The charity Business in the Community is calling on more UK employers to remove the criminal record disclosure tick box from application forms – as part of its Ban the Box campaign, launched a year ago in response to widespread discrimination against job-seeking ex-offenders.

25 employers, with a combined workforce of over 200,000 have removed the criminal record tick box from their recruitment process over the past year, enabling ex-offenders to compete fairly for roles based on an assessment of their skills first. These employers, who come from a range of sectors, now benefit from a wider pool of talent while also contributing towards reducing the estimated £11 billion annual cost of reoffending.

Yet Business in the Community says too few employers are taking action to make their workforces accessible to the 1 in 5 unemployed jobseekers with a criminal conviction due to exaggerated fear; misunderstanding of legal requirements surrounding conviction disclosure; and the belief that the tick box helps to prevent risk to the organisation and employees.

“Business has a huge opportunity and responsibility to make the workplace more accessible to talented ex-offenders that simply want to contribute their skills to society” said Catherine Sermon, Employment Director, Business in the Community. “Yet too many companies have an exaggerated fear of recruiting people with criminal convictions and a misconception that employing them is risky business.”

“Removing the tick box doesn’t remove disclosure. It simply moves asking about convictions to later in the recruitment process – assessing candidates on their suitability, skills and ability first. If just 5% of UK private sector employers removed the tick box, over a million roles would be more accessible to ex-offenders. We are urging many more employers to join the 25 pioneering firms who have committed to Ban the Box this year.”

Michael who has criminal convictions and is now employed by construction and support services firm Carillion as a team leader, said: “People with criminal convictions face so many hurdles; removing the tick box from application forms takes one of those hurdles away. It gives people the incentive and motivation that they can get a job because their application will be considered on its strengths. Employers with the tick box are shutting the door to some people with the skills, motivation and potential to be great employees, but who have made mistakes in the past. My employer Carillion has been so supportive. All I needed was a chance to show what I could do and I’ve been given that. I’m keen to keep progressing and want to stay here long-term. Businesses that Ban the Box really will benefit as much as people like me.”

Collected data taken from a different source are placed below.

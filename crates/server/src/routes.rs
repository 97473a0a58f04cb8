use std::sync::Arc;

use api_types::{BusStatus, StopInfo, TrainStatus};
use axum::Json;
use axum::Router;
use axum::extract::{Path, State};
use axum::routing::get;
use chrono::NaiveDateTime;
use livetrack_transit::{Simulator, StaticScheduleProvider, TrainNumber};
use tower_http::cors::{Any, CorsLayer};

use crate::response::{ApiError, bus_status, stop_list, train_status};

/// Shared, read-only state: the timetables and where "now" comes from
pub struct AppState {
    pub simulator: Simulator<StaticScheduleProvider>,
    pub clock: fn() -> NaiveDateTime,
}

/// Current local wall-clock time
pub fn local_now() -> NaiveDateTime {
    chrono::Local::now().naive_local()
}

pub fn create_router(state: Arc<AppState>) -> Router {
    Router::new()
        .route("/train/{train_no}", get(get_train))
        .route("/bus/{plate}", get(get_bus))
        .route("/bus/{plate}/route", get(get_bus_route))
        .route("/health", get(health))
        .layer(CorsLayer::new().allow_origin(Any))
        .with_state(state)
}

async fn get_train(
    State(state): State<Arc<AppState>>,
    Path(train_no): Path<String>,
) -> Result<Json<TrainStatus>, ApiError> {
    let number = TrainNumber::new(train_no);
    let estimate = state.simulator.estimate_train(&number, (state.clock)())?;
    Ok(Json(train_status(&number, &estimate)))
}

async fn get_bus(
    State(state): State<Arc<AppState>>,
    Path(plate): Path<String>,
) -> Result<Json<BusStatus>, ApiError> {
    let estimate = state.simulator.estimate_bus(&plate, (state.clock)())?;
    Ok(Json(bus_status(&estimate)))
}

async fn get_bus_route(
    State(state): State<Arc<AppState>>,
    Path(plate): Path<String>,
) -> Result<Json<Vec<StopInfo>>, ApiError> {
    let schedule = state.simulator.bus_stops(&plate)?;
    Ok(Json(stop_list(&schedule)))
}

async fn health() -> &'static str {
    "OK"
}
//! Metrics collection and exposition.
//!
//! # Metrics
//! - `rewrite_rules` (gauge): rules in the committed rewrite engine
//! - `rewrite_mutations_total` (counter): add/remove calls by outcome
//! - `rewrite_match_requests_total` (counter): lookups by matched/unmatched
//!
//! # Design Decisions
//! - Recording goes through the `metrics` facade and is a no-op until an
//!   exporter is installed
//! - The Prometheus exporter is optional and configured at startup

use std::net::SocketAddr;

use metrics_exporter_prometheus::PrometheusBuilder;

/// Install the Prometheus exporter listening on `addr`.
pub fn init_metrics(addr: SocketAddr) {
    match PrometheusBuilder::new().with_http_listener(addr).install() {
        Ok(()) => tracing::info!(address = %addr, "Metrics exporter listening"),
        Err(e) => {
            tracing::error!(address = %addr, error = %e, "Failed to install metrics exporter")
        }
    }
}

pub fn record_rewrite_rules(count: usize) {
    metrics::gauge!("rewrite_rules").set(count as f64);
}

pub fn record_rewrite_mutation(op: &'static str, ok: bool) {
    let outcome = if ok { "ok" } else { "error" };
    metrics::counter!("rewrite_mutations_total", "op" => op, "outcome" => outcome).increment(1);
}

pub fn record_match_request(matched: bool) {
    let matched = if matched { "true" } else { "false" };
    metrics::counter!("rewrite_match_requests_total", "matched" => matched).increment(1);
}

Janet Dawson, HR Director, Carillion plc said: “It is so important to maintain a steady flow of skilled, engaged people into our workforce and promote opportunities within our business to a wider pool of talent.  Not having a criminal record tick box is one of the ways we meet this aim. Of course we want to monitor and manage the recruitment of people with criminal convictions, but we also want to show through our recruitment process that we give opportunities to different groups of people that bring alternative views and perspectives into the workplace. We’re proud to be one of the pioneering companies to adopt Ban the Box.”

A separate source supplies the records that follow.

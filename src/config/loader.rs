//! Configuration loading from and saving to disk.

use std::fs;
use std::path::Path;

use thiserror::Error;

use crate::config::schema::AppConfig;
use crate::config::validation::{validate_config, ValidationError};

/// Error type for configuration loading and saving.
#[derive(Debug, Error)]
pub enum ConfigError {
    #[error("IO error: {0}")]
    Io(#[from] std::io::Error),

    #[error("Parse error: {0}")]
    Parse(#[from] toml::de::Error),

    #[error("Serialize error: {0}")]
    Serialize(#[from] toml::ser::Error),

    #[error("Validation failed: {}", join_errors(.0))]
    Validation(Vec<ValidationError>),
}

fn join_errors(errors: &[ValidationError]) -> String {
    errors.iter().map(ToString::to_string).collect::<Vec<_>>().join(", ")
}

/// Load and validate configuration from a TOML file.
pub fn load_config(path: &Path) -> Result<AppConfig, ConfigError> {
    let content = fs::read_to_string(path)?;
    let config: AppConfig = toml::from_str(&content)?;

    validate_config(&config).map_err(ConfigError::Validation)?;

    Ok(config)
}

/// Write configuration to a TOML file.
///
/// The file is written next to the target and renamed over it, so a watcher
/// never observes a partially written config.
pub fn save_config(path: &Path, config: &AppConfig) -> Result<(), ConfigError> {
    let content = toml::to_string_pretty(config)?;

    let mut tmp = path.as_os_str().to_owned();
    tmp.push(".tmp");
    fs::write(&tmp, content)?;
    fs::rename(&tmp, path)?;

    Ok(())
}

#[cfg(test)]
mod tests {
    use super::*;
    use crate::rewrite::RewriteEntry;

    #[test]
    fn test_save_then_load() {
        let dir = tempfile::tempdir().unwrap();
        let path = dir.path().join("rewrites.toml");

        let mut config = AppConfig::default();
        config.admin.api_key = "secret".into();
        config.filtering.rewrites = vec![
            RewriteEntry::new("example.com", "1.2.3.4"),
            RewriteEntry::new("example.com", "AAAA"),
        ];

        save_config(&path, &config).unwrap();
        let loaded = load_config(&path).unwrap();
        assert_eq!(loaded, config);
    }

    #[test]
    fn test_load_errors() {
        let dir = tempfile::tempdir().unwrap();

        let missing = dir.path().join("missing.toml");
        assert!(matches!(load_config(&missing), Err(ConfigError::Io(_))));

        let broken = dir.path().join("broken.toml");
        fs::write(&broken, "[admin\n").unwrap();
        assert!(matches!(load_config(&broken), Err(ConfigError::Parse(_))));

        let invalid = dir.path().join("invalid.toml");
        fs::write(&invalid, "[observability]\nlog_level = \"chatty\"\n").unwrap();
        match load_config(&invalid) {
            Err(ConfigError::Validation(errors)) => assert_eq!(errors.len(), 1),
            other => panic!("expected validation error, got {:?}", other),
        }
    }
}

Business in the Community is calling for employers to:

  • Remove the tick box requesting information on unspent criminal convictions from online and paper job application processes.

  • Examine recruitment policies and practices to identify how disclosure of criminal convictions can be moved further down the application process. Best practice examples available at

  • Publically declare their commitment to offering fair opportunities for ex-offenders to compete for jobs by registering as a Ban the Box employer at

It is not calling for any changes to the checks and processes that are legally required when recruiting for “regulated” roles as defined by the Disclosure and Barring Service (DBS), such as jobs with children or vulnerable adults.

Following their early adoption of Ban the Box, Freshfields Bruckhaus Deringer LLP has generously committed to support the growth and development of the campaign in its second year in order to inform and inspire more employers.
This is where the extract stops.